Repetitio est mater studiorum.
Repetition is the mother of learning. You might have heard this old Latin proverb before, and it’s true: Repetition is key to memorizing something because with each iteration your brain builds up stronger connections in the neuronal networks which then makes it easier and easier to recall this piece of information from memory. Neuroscientists discovered that this process of learning through the development of so-called “cortical memory traces” happens faster than previously thought: After repeating a word for 160 times in 14 minutes, the new memory traces of contestants were virtually indistinguishable from those of already familiar words.
So it really is that simple: Repeat something often enough and your brain will have formed a whole new network of neurons specifically tasked with remembering that information. Your brain adapts to the need of retrieving this information.
But there’s more to it.
The way you repeat something has a profound impact on how well you remember things. And as Robert Bjork, Distinguished Research Professor in the UCLA Department of Psychology and a renowned expert on human learning, explains in this super interesting UCLA Faculty Research Lecture, we tend to remarkably misunderstand our own learning. Although we have a lifetime of learning, we don’t seem to learn how the system works and carry around a flawed mental model of how we learn and remember. For example, taking notes in a sort of stenographer mode actually represses learning instead of supporting it. We also highly overestimate the success of our learning, thinking that we are well prepared, while in reality, our brain has already started to forget most of what we studied. That might also be the reason why we unknowingly favor short term successes over long term learning when we restudy the same information or do the same physical exercises over and over again over a short period of time. This “massing” of learning looks like this:

Yet, studies show that there is a clear benefit of spacing your study sessions meaning that you do something completely different in between those sessions, like going for a walk or watching a movie or whatever you like to do. Like this:

While this seems to be counterproductive, because you start to forget what you just learned, it is exactly this process of forgetting between the study sessions that actually enhances long time learning significantly. Cramming everything in your head still has a slight advantage if you test your knowledge immediately after learning. Forgetting after mass studies is very rapid though. Consequently, if you test after a longer period of time, for example after four weeks, there is a large advantage for spaced learning.

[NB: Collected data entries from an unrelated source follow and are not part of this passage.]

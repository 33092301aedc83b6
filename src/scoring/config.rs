use crate::config::{Config, ConfigError};
use crate::imager::ImagerConfig;

use super::types::{Combination, Reduction};

/// Configuration of a [`ZeroShotScorer`](super::ZeroShotScorer).
#[derive(Debug, Clone)]
pub struct ZeroShotConfig {
    pub imager: ImagerConfig,
    /// Reduction over document units, per generated unit.
    pub op1: Reduction,
    /// Reduction over generated units.
    pub op2: Reduction,
    pub combination: Combination,
    /// Merge the persisted image cache at construction.
    pub load_cache: bool,
}

impl ZeroShotConfig {
    /// `op1=max`, `op2=mean`, both signals, cache loaded at construction.
    pub fn new(model: &str, granularity: &str) -> Result<Self, ConfigError> {
        Ok(Self::with_imager(ImagerConfig::new(model, granularity)?))
    }

    /// Like [`ZeroShotConfig::new`], with paths and limits from `config`.
    pub fn from_config(model: &str, granularity: &str, config: &Config) -> Result<Self, ConfigError> {
        Ok(Self::with_imager(ImagerConfig::from_config(
            model,
            granularity,
            config,
        )?))
    }

    pub fn with_imager(imager: ImagerConfig) -> Self {
        Self {
            imager,
            op1: Reduction::Max,
            op2: Reduction::Mean,
            combination: Combination::Both,
            load_cache: true,
        }
    }

    /// Parses `op1` and `op2` from their string names.
    pub fn with_ops(mut self, op1: &str, op2: &str) -> Result<Self, ConfigError> {
        self.op1 = Reduction::parse_field("op1", op1)?;
        self.op2 = Reduction::parse_field("op2", op2)?;
        Ok(self)
    }

    pub fn with_signals(
        mut self,
        use_entailment: bool,
        use_contradiction: bool,
    ) -> Result<Self, ConfigError> {
        self.combination = Combination::from_flags(use_entailment, use_contradiction)?;
        Ok(self)
    }

    pub fn with_load_cache(mut self, load_cache: bool) -> Self {
        self.load_cache = load_cache;
        self
    }
}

So where am I going with this?
There are things that are worth repeating over an over again: That we should build products and websites for everyone, inclusive and accessible. That we should care about web performance because it, too, is a way of making a website more inclusive and also resource-efficient. That we should take care of each other and guide those who are younger and less experienced than we are. That there is no place for racism and misogyny in our community and our societies. That we need to design the upcoming machine learning and robotics revolution with ethics in mind. And that we are responsible for anthropogenic climate change and that this certainly is the greatest challenge we face in our lifetime.
At the moment though, many of those topics only surface for a short moment every once in a while, like peaks that briefly stick out of a sea of constant noise. And every time a topic raises to the surface, for a short moment we are reminded that this indeed is an important topic and that we should do something about it. But then, it disappears again. And we carry on. We need those peaks of interest, of course, because they raise awareness. But just as much, we need constant reminders, constant repetition that helps us to not forget those things in the long run, once the dust has settled.
So if you have a topic you deeply care about – equality, accessibility, security, climate change, whatever it is, big or small – keep repeating it over and over again. Write about it, tweet about it, tell other people about it. Constantly and persistently and even if it might feel like you are, well, repeating yourself. Because, as we have seen, repetition is good. Not only because there will always be people who hear about something for the first time, but also because repetition is the mother of all learning and how you change culture for the better.